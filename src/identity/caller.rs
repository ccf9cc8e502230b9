use serde::{Deserialize, Serialize};

/// Header carrying the encoded caller identity over HTTP and WebSocket.
pub const CALLER_ID_HEADER: &str = "x-caller-id";

#[derive(Debug, Clone, Default, Serialize, Deserialize, PartialEq, Eq, Hash)]
pub struct CallerId {
    pub principal: String,
    #[serde(default)]
    pub component: String,
    #[serde(default)]
    pub subcomponent: String,
}

impl CallerId {
    pub fn new(principal: impl Into<String>, component: impl Into<String>, subcomponent: impl Into<String>) -> Self {
        Self { principal: principal.into(), component: component.into(), subcomponent: subcomponent.into() }
    }

    /// `principal/component/subcomponent`, each part percent-encoded so `/` inside a part survives.
    pub fn to_header_value(&self) -> String {
        format!(
            "{}/{}/{}",
            urlencoding::encode(&self.principal),
            urlencoding::encode(&self.component),
            urlencoding::encode(&self.subcomponent)
        )
    }

    /// Inverse of `to_header_value`. Empty parts are kept, so an empty principal survives the
    /// round trip; only undecodable percent-escapes yield `None`.
    pub fn from_header_value(raw: &str) -> Option<Self> {
        let mut parts = raw.splitn(3, '/');
        let principal = match parts.next() { Some(p) => urlencoding::decode(p).ok()?.into_owned(), None => String::new() };
        let component = match parts.next() { Some(p) => urlencoding::decode(p).ok()?.into_owned(), None => String::new() };
        let subcomponent = match parts.next() { Some(p) => urlencoding::decode(p).ok()?.into_owned(), None => String::new() };
        Some(Self { principal, component, subcomponent })
    }
}

#[cfg(test)]
mod tests {
    use super::*;

    #[test]
    fn header_value_survives_separators() {
        let id = CallerId::new("svc/a b", "comp", "sub%1");
        let raw = id.to_header_value();
        assert_eq!(raw.matches('/').count(), 2);
        assert_eq!(CallerId::from_header_value(&raw), Some(id));
    }

    #[test]
    fn empty_parts_are_kept() {
        let anonymous = CallerId::new("", "c", "s");
        assert_eq!(CallerId::from_header_value(&anonymous.to_header_value()), Some(anonymous));
        assert_eq!(CallerId::from_header_value("//"), Some(CallerId::default()));
        let short = CallerId::from_header_value("only").unwrap();
        assert_eq!(short.component, "");
        assert_eq!(CallerId::from_header_value("%FF/x/y"), None);
    }
}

__What the task requires__: All lines in the data that contain the word "Deserialize" should be copied.

__Result of the exercise__:
use serde::{Deserialize, Serialize};
#[derive(Debug, Clone, Default, Serialize, Deserialize, PartialEq, Eq, Hash)]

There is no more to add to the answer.